SOUTH NYANZA SUGAR CO. LTD v EARNEST NGONJE MAGAMBO [2011] KEHC 2172 (KLR) | Summary Judgment | Esheria

SOUTH NYANZA SUGAR CO. LTD v EARNEST NGONJE MAGAMBO [2011] KEHC 2172 (KLR)

Full Case Text

No. 2770

REPUBLIC OF KENYA

IN THE HIGH COURT OF KENYA

AT KISII

CIVIL APPEAL NO. 74 OF 2008

SOUTH NYANZA SUGAR CO. LTD...........................................................................APPELLANT

-VERSUS-

EARNEST NGONJE MAGAMBO............................................................................RESPONDENT

JUDGMENT

(Being an appeal from the Judgment and Decree of Hon. S.M.S Soita Principal Magistrate in

original Kisii CMCC No. 56 of 2005 delivered on 28th May, 2008)
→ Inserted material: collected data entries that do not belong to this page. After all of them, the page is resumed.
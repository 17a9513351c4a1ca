//! The ticket-plus-dependencies payload handed to a summarizer.

use crate::domain::{Ticket, TicketRef};
use std::fmt::Write;

const NOT_SPECIFIED: &str = "Not specified";

/// Everything a summarizer sees about one ticket.
#[derive(Debug, Clone)]
pub struct SummaryContext {
    /// The ticket being summarized
    pub ticket: Ticket,

    /// Its direct dependencies, in ascending id order
    pub dependencies: Vec<Ticket>,

    /// The flattened upstream chain, when requested
    pub upstream: Option<Vec<TicketRef>>,
}

impl SummaryContext {
    /// One bullet per direct dependency with its ADR fields, separated by
    /// blank lines.
    pub fn dependency_entries(&self) -> String {
        self.dependencies
            .iter()
            .map(|dep| {
                format!(
                    "• #{}: {} ({})\n  Context: {}\n  Decision: {}\n  Consequences: {}",
                    dep.id,
                    dep.title,
                    dep.status,
                    field(dep.context.as_deref()),
                    field(dep.decision.as_deref()),
                    field(dep.consequences.as_deref()),
                )
            })
            .collect::<Vec<_>>()
            .join("\n\n")
    }

    /// The upstream chain section, or `None` if it wasn't gathered.
    pub fn upstream_section(&self) -> Option<String> {
        let chain = self.upstream.as_ref()?;
        let mut section = format!("Full Upstream Chain ({}):", chain.len());
        for ticket in chain {
            let _ = write!(
                section,
                "\n• #{}: {} ({})",
                ticket.id, ticket.title, ticket.status
            );
        }
        Some(section)
    }

    /// The user message sent to a language model.
    pub fn prompt(&self) -> String {
        let mut prompt = format!(
            "Ticket #{}: {} ({})\nContext: {}\nDecision: {}\nConsequences: {}\n\n\
             Direct dependencies ({}):\n\n{}",
            self.ticket.id,
            self.ticket.title,
            self.ticket.status,
            field(self.ticket.context.as_deref()),
            field(self.ticket.decision.as_deref()),
            field(self.ticket.consequences.as_deref()),
            self.dependencies.len(),
            self.dependency_entries(),
        );
        if let Some(section) = self.upstream_section() {
            prompt.push_str("\n\n");
            prompt.push_str(&section);
        }
        prompt
    }
}

fn field(value: Option<&str>) -> &str {
    match value {
        Some(v) if !v.trim().is_empty() => v,
        _ => NOT_SPECIFIED,
    }
}
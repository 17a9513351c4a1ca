//! Entity store abstraction for voltreon.
//!
//! This module provides the storage trait and the factory for creating store
//! backends. Two implementations exist:
//!
//! - **In-memory**: ephemeral, backed by `HashMap`s and a petgraph graph
//! - **SQLite**: persistent, backed by a single rusqlite connection
//!
//! # Architecture
//!
//! The trait is async and object-safe so callers hold a [`SharedStore`]
//! (`Arc<dyn EntityStore>`) regardless of backend. Every method takes `&self`;
//! backends use interior mutability (a tokio mutex around the in-memory state,
//! a std mutex around the SQLite connection), which lets one store be shared
//! by the CLI, the dependency service and every HTTP handler.
//!
//! # Example
//!
//! ```no_run
//! use voltreon::domain::{NewProject, NewTicket};
//! use voltreon::store::{open_store, StoreBackend};
//!
//! #[tokio::main(flavor = "current_thread")]
//! async fn main() -> anyhow::Result<()> {
//!     let store = open_store(&StoreBackend::InMemory)?;
//!
//!     let project = store
//!         .create_project(NewProject {
//!             name: "Platform".to_string(),
//!             description: None,
//!         })
//!         .await?;
//!     let ticket = store
//!         .create_ticket(NewTicket {
//!             project_id: project.id,
//!             title: "Set up CI".to_string(),
//!             ..Default::default()
//!         })
//!         .await?;
//!     println!("Created ticket #{}", ticket.id);
//!
//!     Ok(())
//! }
//! ```

use crate::dependency::CyclePolicy;
use crate::domain::{
    NewPerson, NewProject, NewTicket, Person, PersonId, PersonUpdate, Project, ProjectId,
    ProjectUpdate, Ticket, TicketDependency, TicketFilter, TicketId, TicketPerson, TicketUpdate,
};
use crate::error::Result;
use async_trait::async_trait;
use std::fmt;
use std::path::{Path, PathBuf};
use std::sync::Arc;

pub mod in_memory;
pub mod sqlite;

/// Shared, dynamically dispatched store handle.
pub type SharedStore = Arc<dyn EntityStore>;

/// Storage trait for projects, tickets, people and their links.
///
/// # Method Categories
///
/// - **Projects**: `create_project`, `get_project`, `list_projects`, `update_project`,
///   `delete_project`
/// - **Tickets**: `create_ticket`, `get_ticket`, `list_tickets`, `update_ticket`, `delete_ticket`
/// - **People**: `create_person`, `get_person`, `list_people`, `update_person`, `delete_person`
/// - **Assignments**: `assign_person`, `unassign_person`, `people_for_ticket`, `tickets_for_person`
/// - **Dependencies**: `add_dependency`, `remove_dependency`, `dependencies_of`, `dependents_of`
///
/// # Implementation Requirements
///
/// - `create_*` and `update_*` **MUST** run the input's validation before
///   touching state.
/// - `add_dependency` **MUST** run [`crate::dependency::check_edge`] and the
///   insert as one atomic unit, so two concurrent proposals cannot both pass
///   validation.
/// - `delete_ticket` removes the ticket's edges (both directions) and its
///   assignments.
/// - Neighbour queries return tickets in ascending id order.
#[async_trait]
pub trait EntityStore: Send + Sync {
    // ========== Projects ==========

    /// Create a new project.
    ///
    /// # Errors
    ///
    /// Returns `Error::Validation` if the name is empty or too long.
    async fn create_project(&self, project: NewProject) -> Result<Project>;

    /// Get a project by ID. Returns `None` if it doesn't exist.
    async fn get_project(&self, id: ProjectId) -> Result<Option<Project>>;

    /// List all projects, newest first.
    async fn list_projects(&self) -> Result<Vec<Project>>;

    /// Apply a partial update to a project.
    ///
    /// # Errors
    ///
    /// - `Error::ProjectNotFound` if the project doesn't exist
    /// - `Error::Validation` if the new name is invalid
    async fn update_project(&self, id: ProjectId, update: ProjectUpdate) -> Result<Project>;

    /// Delete a project.
    ///
    /// # Errors
    ///
    /// - `Error::ProjectNotFound` if the project doesn't exist
    /// - `Error::ProjectHasTickets` if tickets still belong to it
    async fn delete_project(&self, id: ProjectId) -> Result<()>;

    // ========== Tickets ==========

    /// Create a new ticket under an existing project.
    ///
    /// # Errors
    ///
    /// - `Error::ProjectNotFound` if the owning project doesn't exist
    /// - `Error::Validation` if the title is empty or too long
    async fn create_ticket(&self, ticket: NewTicket) -> Result<Ticket>;

    /// Get a ticket by ID. Returns `None` if it doesn't exist.
    async fn get_ticket(&self, id: TicketId) -> Result<Option<Ticket>>;

    /// List tickets matching the filter, newest first.
    async fn list_tickets(&self, filter: &TicketFilter) -> Result<Vec<Ticket>>;

    /// Apply a partial update to a ticket. Only supplied fields change.
    ///
    /// # Errors
    ///
    /// - `Error::TicketNotFound` if the ticket doesn't exist
    /// - `Error::Validation` if the new title is invalid
    async fn update_ticket(&self, id: TicketId, update: TicketUpdate) -> Result<Ticket>;

    /// Delete a ticket together with its dependency edges and assignments.
    ///
    /// # Errors
    ///
    /// Returns `Error::TicketNotFound` if the ticket doesn't exist.
    async fn delete_ticket(&self, id: TicketId) -> Result<()>;

    // ========== People ==========

    /// Create a new person.
    ///
    /// # Errors
    ///
    /// - `Error::Validation` for an empty name or malformed contact fields
    /// - `Error::DuplicatePerson` if the email or username is taken
    async fn create_person(&self, person: NewPerson) -> Result<Person>;

    /// Get a person by ID. Returns `None` if they don't exist.
    async fn get_person(&self, id: PersonId) -> Result<Option<Person>>;

    /// List all people, ordered by name.
    async fn list_people(&self) -> Result<Vec<Person>>;

    /// Apply a partial update to a person.
    ///
    /// # Errors
    ///
    /// - `Error::PersonNotFound` if the person doesn't exist
    /// - `Error::Validation` or `Error::DuplicatePerson` for invalid new values
    async fn update_person(&self, id: PersonId, update: PersonUpdate) -> Result<Person>;

    /// Delete a person together with their assignments.
    ///
    /// # Errors
    ///
    /// Returns `Error::PersonNotFound` if the person doesn't exist.
    async fn delete_person(&self, id: PersonId) -> Result<()>;

    // ========== Assignments ==========

    /// Assign a person to a ticket.
    ///
    /// # Errors
    ///
    /// - `Error::TicketNotFound` / `Error::PersonNotFound` for a missing end
    /// - `Error::DuplicateAssignment` if the pair already exists
    async fn assign_person(&self, ticket: TicketId, person: PersonId) -> Result<TicketPerson>;

    /// Remove an assignment.
    ///
    /// # Errors
    ///
    /// Returns `Error::AssignmentNotFound` if the pair doesn't exist.
    async fn unassign_person(&self, ticket: TicketId, person: PersonId) -> Result<()>;

    /// People assigned to a ticket, ordered by name.
    ///
    /// # Errors
    ///
    /// Returns `Error::TicketNotFound` if the ticket doesn't exist.
    async fn people_for_ticket(&self, ticket: TicketId) -> Result<Vec<Person>>;

    /// Tickets a person is assigned to, in ascending id order.
    ///
    /// # Errors
    ///
    /// Returns `Error::PersonNotFound` if the person doesn't exist.
    async fn tickets_for_person(&self, person: PersonId) -> Result<Vec<Ticket>>;

    // ========== Dependencies ==========

    /// Validate and insert the edge `ticket -> depends_on` atomically.
    ///
    /// # Errors
    ///
    /// Returns `Error::EdgeRejected` with the first failing check. A rejected
    /// proposal leaves the store untouched.
    async fn add_dependency(
        &self,
        ticket: TicketId,
        depends_on: TicketId,
        policy: CyclePolicy,
    ) -> Result<TicketDependency>;

    /// Remove the edge `ticket -> depends_on`.
    ///
    /// # Errors
    ///
    /// Returns `Error::DependencyNotFound` if the edge doesn't exist.
    async fn remove_dependency(&self, ticket: TicketId, depends_on: TicketId) -> Result<()>;

    /// Tickets that `ticket` directly depends on, in ascending id order.
    ///
    /// # Errors
    ///
    /// Returns `Error::TicketNotFound` if the ticket doesn't exist.
    async fn dependencies_of(&self, ticket: TicketId) -> Result<Vec<Ticket>>;

    /// Tickets that directly depend on `ticket`, in ascending id order.
    ///
    /// # Errors
    ///
    /// Returns `Error::TicketNotFound` if the ticket doesn't exist.
    async fn dependents_of(&self, ticket: TicketId) -> Result<Vec<Ticket>>;
}

/// Store backend selection.
#[derive(Debug, Clone, PartialEq, Eq)]
pub enum StoreBackend {
    /// In-memory store (ephemeral)
    InMemory,

    /// SQLite database file (persistent)
    Sqlite(PathBuf),
}

impl StoreBackend {
    /// Returns the database path for file-based backends.
    pub fn data_path(&self) -> Option<&Path> {
        match self {
            StoreBackend::Sqlite(path) => Some(path),
            StoreBackend::InMemory => None,
        }
    }
}

impl fmt::Display for StoreBackend {
    fn fmt(&self, f: &mut fmt::Formatter<'_>) -> fmt::Result {
        match self {
            StoreBackend::InMemory => f.write_str("memory"),
            StoreBackend::Sqlite(path) => write!(f, "sqlite ({})", path.display()),
        }
    }
}

/// Open a store for the given backend.
///
/// # Errors
///
/// - `Error::Database` if the SQLite file cannot be opened or migrated
/// - `Error::Io` if the database's parent directory cannot be created
pub fn open_store(backend: &StoreBackend) -> Result<SharedStore> {
    match backend {
        StoreBackend::InMemory => Ok(in_memory::new_in_memory_store()),
        StoreBackend::Sqlite(path) => {
            let store = sqlite::SqliteStore::open(path)?;
            Ok(Arc::new(store))
        }
    }
}
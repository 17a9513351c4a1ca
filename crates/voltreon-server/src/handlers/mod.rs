//! Request handlers, grouped by resource.
//!
//! Handlers extract through [`ApiJson`], [`ApiPath`] and [`ApiQuery`] so that
//! malformed requests come back in the same JSON error shape as domain
//! failures.

pub mod dependencies;
pub mod people;
pub mod projects;
pub mod tickets;

use crate::error::AppError;
use axum::Json;
use axum::extract::{FromRequest, FromRequestParts};
use serde::{Deserialize, Deserializer, Serialize};

/// JSON body extractor that rejects with [`AppError`].
#[derive(FromRequest)]
#[from_request(via(axum::Json), rejection(AppError))]
pub struct ApiJson<T>(pub T);

/// Path extractor that rejects with [`AppError`].
#[derive(FromRequestParts)]
#[from_request(via(axum::extract::Path), rejection(AppError))]
pub struct ApiPath<T>(pub T);

/// Query-string extractor that rejects with [`AppError`].
#[derive(FromRequestParts)]
#[from_request(via(axum::extract::Query), rejection(AppError))]
pub struct ApiQuery<T>(pub T);

/// Distinguish an absent field (`None`) from an explicit `null`
/// (`Some(None)`).
pub(crate) fn double_option<'de, T, D>(de: D) -> Result<Option<Option<T>>, D::Error>
where
    T: Deserialize<'de>,
    D: Deserializer<'de>,
{
    Option::<T>::deserialize(de).map(Some)
}

/// Body returned by delete-style endpoints.
#[derive(Debug, Serialize)]
pub struct MessageResponse {
    /// Human-readable outcome
    pub message: String,
}

impl MessageResponse {
    pub(crate) fn json(message: impl Into<String>) -> Json<Self> {
        Json(Self {
            message: message.into(),
        })
    }
}

/// Liveness check
pub async fn health() -> Json<serde_json::Value> {
    Json(serde_json::json!({
        "status": "ok",
        "message": "Voltreon API is running",
        "version": env!("CARGO_PKG_VERSION"),
    }))
}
By an amended plaint dated 6th July, 2004 and filed in court on 9th July, 2004, the respondent as the plaintiff sued the appellant as the defendant for:

-Kshs. 911,822/= being the value of the 123 stacks of cane delivered and wrongfully paid to Jeremiah Omoke Kinago.

-Costs of the suit.

-Interest at 24% from November, 1996 till payment in full.

What informed the suit were the following undisputed facts. The respondent entered into a cane contract with the appellant on or about 21st February, 1995 with regard to plot number 811A, field No. 59 and account number 611328. Pursuant to the agreement, the respondent planted sugar cane which matured and was harvested by the appellant in terms of the agreement. The same was harvested on 26th November, 1996 and delivered to the appellant’s factory for processing. The cane realized kshs. 911,822/= being the net amount due to the respondent after the appellant had deducted all the expenses incurred in harvesting and transporting the same. The appellant did not however pay the amount to the respondent as expected. Instead it ended up paying the amount to a third party by the name, Jeremiah Okore Kiriago to whom the respondent had assigned his interest in plot number 811C filed number 59 and account number 611330. Despite several demands, the appellant had refused, failed and or neglected to rectify the mistake and pay the respondent the amount, hence the suit.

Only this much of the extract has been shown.